Slow Feedback Loops: Running end-to-end integration tests on every single commit can slow down development teams. Solution: Run lightweight native terraform test runs on pull requests, and reserve heavy Terratest suites for nightly builds or release candidate branches.
Hardcoded Credentials: Hardcoding API keys or AWS credentials inside test configurations. Solution: Use environment variables and temporary IAM roles assumed via OIDC within your CI/CD pipelines.

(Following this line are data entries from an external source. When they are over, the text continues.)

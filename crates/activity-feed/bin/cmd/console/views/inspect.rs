use activity_feed::RenderedEntry;
use ratatui::{
    layout::Rect,
    style::Stylize,
    symbols::border,
    text::{Line, Span},
    widgets::{Block, Clear, Paragraph, Wrap},
    Frame,
};

use crate::cmd::console::widgets::formatters::{segment_style, to_color};

/// Renders a centered popup with the full entry and where it leads
pub(crate) fn render_inspect_popup(entry: &RenderedEntry, area: Rect, frame: &mut Frame) {
    // Center the popup at 70% of screen size
    let popup_width = (area.width as f32 * 0.7) as u16;
    let popup_height = (area.height as f32 * 0.6) as u16;
    let x = (area.width.saturating_sub(popup_width)) / 2;
    let y = (area.height.saturating_sub(popup_height)) / 2;

    let popup_area = Rect {
        x: area.x + x,
        y: area.y + y,
        width: popup_width,
        height: popup_height,
    };

    frame.render_widget(Clear, popup_area);

    let block = Block::bordered()
        .title(format!(" Log {} ", entry.id))
        .border_set(border::DOUBLE);

    let styled = |segments: &[activity_feed::Segment]| -> Line<'static> {
        Line::from(
            segments
                .iter()
                .map(|segment| Span::styled(segment.text.clone(), segment_style(segment.style)))
                .collect::<Vec<_>>(),
        )
    };

    let category = Span::styled(
        format!("{} {}", entry.icon.glyph(), entry.category.unwrap_or("Other")),
        ratatui::style::Style::default().fg(to_color(entry.color)),
    );

    let target = match &entry.navigation {
        Some(target) => Line::from(vec!["Go to ".into(), target.path().blue().underlined()]),
        None => Line::from("Not navigable".dark_gray()),
    };

    let mut lines = vec![
        Line::from(category),
        Line::from(format!("{} {}", entry.date, entry.time)).dark_gray(),
        Line::from(""),
        styled(&entry.description),
    ];
    if !entry.object.is_empty() {
        lines.push(styled(&entry.object));
    }
    lines.push(Line::from(""));
    lines.push(target);

    let paragraph = Paragraph::new(lines)
        .block(block)
        .wrap(Wrap { trim: false });

    frame.render_widget(paragraph, popup_area);
}
use clap::{Parser, Subcommand};
use eyre::Result;
use std::path::PathBuf;

mod cmd;

use cmd::console::ConsoleArgs;
use cmd::dump::DumpArgs;
use cmd::serve::ServeArgs;

#[derive(Debug, Parser)]
#[command(
    name = "activity-feed",
    version,
    about = "Browse, filter and replay a team's activity log"
)]
struct Cli {
    /// Write diagnostics to this file (filtered by RUST_LOG)
    #[arg(long, global = true)]
    log_file: Option<PathBuf>,

    #[command(subcommand)]
    command: Command,
}

#[derive(Debug, Subcommand)]
enum Command {
    /// Interactive terminal feed
    Console(ConsoleArgs),
    /// Print one window of the feed and exit
    Dump(DumpArgs),
    /// Serve a JSON file of log records at /logs
    Serve(ServeArgs),
}

fn main() -> Result<()> {
    let cli = Cli::parse();

    match cli.command {
        Command::Console(args) => {
            // stderr belongs to the terminal UI, so only log to a file.
            if let Some(path) = cli.log_file.as_deref() {
                cmd::logging::init_file(path)?;
            }
            args.run()
        }
        Command::Dump(args) => {
            cmd::logging::init(cli.log_file.as_deref())?;
            args.run()
        }
        Command::Serve(args) => {
            cmd::logging::init(cli.log_file.as_deref())?;
            args.run()
        }
    }
}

Interview Notes and Questions

What is the difference between terraform plan and terraform test? terraform plan shows what changes will be made to your infrastructure based on state differences, but it does not validate the functional behavior of those resources. terraform test actually provisions resources (or mocks them) and runs logical assertions against outputs and attributes to verify behavior.
How do you handle state files during automated testing? Automated tests should generate unique, randomized state files for each run (often handled automatically by the test frameworks creating temporary directories) to prevent state locking or state corruption of your actual environments.
When should you choose Terratest over native HCL testing? Choose native HCL testing for fast, declarative assertions on modules, input validation, and structural checks. Choose Terratest when you need to write complex programmatic logic, validate actual OS-level configurations (like SSHing into an EC2 instance), or test API responses from external systems.

Summary

Automated testing is the cornerstone of reliable Infrastructure as Code. By leveraging native terraform test configurations, you can easily validate structural and logical constraints using HCL. For advanced, end-to-end validation that interacts with real-world endpoints, Terratest provides a powerful, Go-driven framework to ensure your infrastructure behaves exactly as intended before it ever reaches production.